>>>>
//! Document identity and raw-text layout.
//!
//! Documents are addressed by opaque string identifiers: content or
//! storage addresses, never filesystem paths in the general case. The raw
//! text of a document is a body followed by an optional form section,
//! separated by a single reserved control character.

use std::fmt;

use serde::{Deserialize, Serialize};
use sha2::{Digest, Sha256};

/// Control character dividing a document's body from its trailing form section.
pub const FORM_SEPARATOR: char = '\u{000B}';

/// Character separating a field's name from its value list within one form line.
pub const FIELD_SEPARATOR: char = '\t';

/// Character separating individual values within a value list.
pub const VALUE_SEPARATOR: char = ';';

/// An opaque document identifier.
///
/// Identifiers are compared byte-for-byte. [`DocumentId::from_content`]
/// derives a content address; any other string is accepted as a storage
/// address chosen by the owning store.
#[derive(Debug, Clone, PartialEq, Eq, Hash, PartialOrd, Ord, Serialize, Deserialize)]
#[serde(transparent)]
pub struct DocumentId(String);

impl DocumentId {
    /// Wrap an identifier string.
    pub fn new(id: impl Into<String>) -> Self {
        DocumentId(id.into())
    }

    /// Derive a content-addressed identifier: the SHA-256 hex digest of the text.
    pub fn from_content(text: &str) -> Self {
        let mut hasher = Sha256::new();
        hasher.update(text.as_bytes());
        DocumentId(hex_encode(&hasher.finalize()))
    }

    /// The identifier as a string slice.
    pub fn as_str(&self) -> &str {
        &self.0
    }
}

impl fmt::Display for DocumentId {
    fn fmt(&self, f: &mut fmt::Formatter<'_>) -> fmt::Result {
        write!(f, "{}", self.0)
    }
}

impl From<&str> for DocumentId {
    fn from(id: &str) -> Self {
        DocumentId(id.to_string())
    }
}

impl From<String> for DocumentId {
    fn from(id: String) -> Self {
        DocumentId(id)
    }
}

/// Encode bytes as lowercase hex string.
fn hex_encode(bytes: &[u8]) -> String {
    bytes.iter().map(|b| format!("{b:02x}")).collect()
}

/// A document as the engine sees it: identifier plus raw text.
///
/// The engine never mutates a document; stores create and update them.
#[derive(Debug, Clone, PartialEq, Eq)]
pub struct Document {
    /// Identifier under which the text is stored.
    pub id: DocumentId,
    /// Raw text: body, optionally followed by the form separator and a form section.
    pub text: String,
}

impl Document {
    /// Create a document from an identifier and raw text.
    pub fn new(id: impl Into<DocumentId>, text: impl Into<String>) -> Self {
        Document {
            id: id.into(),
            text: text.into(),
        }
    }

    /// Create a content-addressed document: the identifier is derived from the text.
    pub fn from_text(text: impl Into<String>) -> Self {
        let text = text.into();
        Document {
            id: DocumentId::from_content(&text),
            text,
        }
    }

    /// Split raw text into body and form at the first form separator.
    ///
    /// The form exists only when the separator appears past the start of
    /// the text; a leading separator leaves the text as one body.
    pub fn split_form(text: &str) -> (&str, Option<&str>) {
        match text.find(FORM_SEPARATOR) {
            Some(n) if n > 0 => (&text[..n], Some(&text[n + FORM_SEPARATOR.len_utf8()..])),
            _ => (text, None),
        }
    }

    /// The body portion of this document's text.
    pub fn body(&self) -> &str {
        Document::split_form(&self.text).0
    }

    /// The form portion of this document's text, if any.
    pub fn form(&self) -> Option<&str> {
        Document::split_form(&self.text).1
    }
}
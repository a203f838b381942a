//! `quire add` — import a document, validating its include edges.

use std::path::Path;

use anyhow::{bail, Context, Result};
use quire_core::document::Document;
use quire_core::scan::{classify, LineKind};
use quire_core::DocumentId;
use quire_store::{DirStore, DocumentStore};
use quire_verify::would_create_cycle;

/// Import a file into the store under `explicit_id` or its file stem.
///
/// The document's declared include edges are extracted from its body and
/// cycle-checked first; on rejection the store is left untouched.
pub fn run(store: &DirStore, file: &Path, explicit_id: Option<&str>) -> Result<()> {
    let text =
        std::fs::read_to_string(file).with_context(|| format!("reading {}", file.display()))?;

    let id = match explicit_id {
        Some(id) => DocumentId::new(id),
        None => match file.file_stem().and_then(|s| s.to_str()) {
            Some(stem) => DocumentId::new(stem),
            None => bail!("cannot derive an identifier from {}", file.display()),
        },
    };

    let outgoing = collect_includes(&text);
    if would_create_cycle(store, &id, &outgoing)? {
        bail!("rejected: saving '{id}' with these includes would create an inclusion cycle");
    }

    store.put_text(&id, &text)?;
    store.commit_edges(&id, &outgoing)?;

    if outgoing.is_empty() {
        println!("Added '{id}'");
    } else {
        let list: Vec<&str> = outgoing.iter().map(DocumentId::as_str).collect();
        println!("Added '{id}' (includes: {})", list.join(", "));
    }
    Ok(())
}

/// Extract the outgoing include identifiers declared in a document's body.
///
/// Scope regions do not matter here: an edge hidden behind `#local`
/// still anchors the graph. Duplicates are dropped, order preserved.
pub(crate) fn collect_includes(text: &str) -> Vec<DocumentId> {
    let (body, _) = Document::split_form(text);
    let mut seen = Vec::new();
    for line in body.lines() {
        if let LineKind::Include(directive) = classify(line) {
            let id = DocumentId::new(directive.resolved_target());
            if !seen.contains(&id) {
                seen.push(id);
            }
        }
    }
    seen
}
<<<<
> PROBLEM:
Copy out the entire material exactly.

> WRITTEN SOLUTION:
//! Document identity and raw-text layout.
//!
//! Documents are addressed by opaque string identifiers: content or
//! storage addresses, never filesystem paths in the general case. The raw
//! text of a document is a body followed by an optional form section,
//! separated by a single reserved control character.

use std::fmt;

use serde::{Deserialize, Serialize};
use sha2::{Digest, Sha256};

/// Control character dividing a document's body from its trailing form section.
pub const FORM_SEPARATOR: char = '\u{000B}';

/// Character separating a field's name from its value list within one form line.
pub const FIELD_SEPARATOR: char = '\t';

/// Character separating individual values within a value list.
pub const VALUE_SEPARATOR: char = ';';

/// An opaque document identifier.
///
/// Identifiers are compared byte-for-byte. [`DocumentId::from_content`]
/// derives a content address; any other string is accepted as a storage
/// address chosen by the owning store.
#[derive(Debug, Clone, PartialEq, Eq, Hash, PartialOrd, Ord, Serialize, Deserialize)]
#[serde(transparent)]
pub struct DocumentId(String);

impl DocumentId {
    /// Wrap an identifier string.
    pub fn new(id: impl Into<String>) -> Self {
        DocumentId(id.into())
    }

    /// Derive a content-addressed identifier: the SHA-256 hex digest of the text.
    pub fn from_content(text: &str) -> Self {
        let mut hasher = Sha256::new();
        hasher.update(text.as_bytes());
        DocumentId(hex_encode(&hasher.finalize()))
    }

    /// The identifier as a string slice.
    pub fn as_str(&self) -> &str {
        &self.0
    }
}

impl fmt::Display for DocumentId {
    fn fmt(&self, f: &mut fmt::Formatter<'_>) -> fmt::Result {
        write!(f, "{}", self.0)
    }
}

impl From<&str> for DocumentId {
    fn from(id: &str) -> Self {
        DocumentId(id.to_string())
    }
}

impl From<String> for DocumentId {
    fn from(id: String) -> Self {
        DocumentId(id)
    }
}

/// Encode bytes as lowercase hex string.
fn hex_encode(bytes: &[u8]) -> String {
    bytes.iter().map(|b| format!("{b:02x}")).collect()
}

/// A document as the engine sees it: identifier plus raw text.
///
/// The engine never mutates a document; stores create and update them.
#[derive(Debug, Clone, PartialEq, Eq)]
pub struct Document {
    /// Identifier under which the text is stored.
    pub id: DocumentId,
    /// Raw text: body, optionally followed by the form separator and a form section.
    pub text: String,
}

impl Document {
    /// Create a document from an identifier and raw text.
    pub fn new(id: impl Into<DocumentId>, text: impl Into<String>) -> Self {
        Document {
            id: id.into(),
            text: text.into(),
        }
    }

    /// Create a content-addressed document: the identifier is derived from the text.
    pub fn from_text(text: impl Into<String>) -> Self {
        let text = text.into();
        Document {
            id: DocumentId::from_content(&text),
            text,
        }
    }

    /// Split raw text into body and form at the first form separator.
    ///
    /// The form exists only when the separator appears past the start of
    /// the text; a leading separator leaves the text as one body.
    pub fn split_form(text: &str) -> (&str, Option<&str>) {
        match text.find(FORM_SEPARATOR) {
            Some(n) if n > 0 => (&text[..n], Some(&text[n + FORM_SEPARATOR.len_utf8()..])),
            _ => (text, None),
        }
    }

    /// The body portion of this document's text.
    pub fn body(&self) -> &str {
        Document::split_form(&self.text).0
    }

    /// The form portion of this document's text, if any.
    pub fn form(&self) -> Option<&str> {
        Document::split_form(&self.text).1
    }
}
repository a203f838b381942a
//! `quire add` — import a document, validating its include edges.

use std::path::Path;

use anyhow::{bail, Context, Result};
use quire_core::document::Document;
use quire_core::scan::{classify, LineKind};
use quire_core::DocumentId;
use quire_store::{DirStore, DocumentStore};
use quire_verify::would_create_cycle;

/// Import a file into the store under `explicit_id` or its file stem.
///
/// The document's declared include edges are extracted from its body and
/// cycle-checked first; on rejection the store is left untouched.
pub fn run(store: &DirStore, file: &Path, explicit_id: Option<&str>) -> Result<()> {
    let text =
        std::fs::read_to_string(file).with_context(|| format!("reading {}", file.display()))?;

    let id = match explicit_id {
        Some(id) => DocumentId::new(id),
        None => match file.file_stem().and_then(|s| s.to_str()) {
            Some(stem) => DocumentId::new(stem),
            None => bail!("cannot derive an identifier from {}", file.display()),
        },
    };

    let outgoing = collect_includes(&text);
    if would_create_cycle(store, &id, &outgoing)? {
        bail!("rejected: saving '{id}' with these includes would create an inclusion cycle");
    }

    store.put_text(&id, &text)?;
    store.commit_edges(&id, &outgoing)?;

    if outgoing.is_empty() {
        println!("Added '{id}'");
    } else {
        let list: Vec<&str> = outgoing.iter().map(DocumentId::as_str).collect();
        println!("Added '{id}' (includes: {})", list.join(", "));
    }
    Ok(())
}

/// Extract the outgoing include identifiers declared in a document's body.
///
/// Scope regions do not matter here: an edge hidden behind `#local`
/// still anchors the graph. Duplicates are dropped, order preserved.
pub(crate) fn collect_includes(text: &str) -> Vec<DocumentId> {
    let (body, _) = Document::split_form(text);
    let mut seen = Vec::new();
    for line in body.lines() {
        if let LineKind::Include(directive) = classify(line) {
            let id = DocumentId::new(directive.resolved_target());
            if !seen.contains(&id) {
                seen.push(id);
            }
        }
    }
    seen
}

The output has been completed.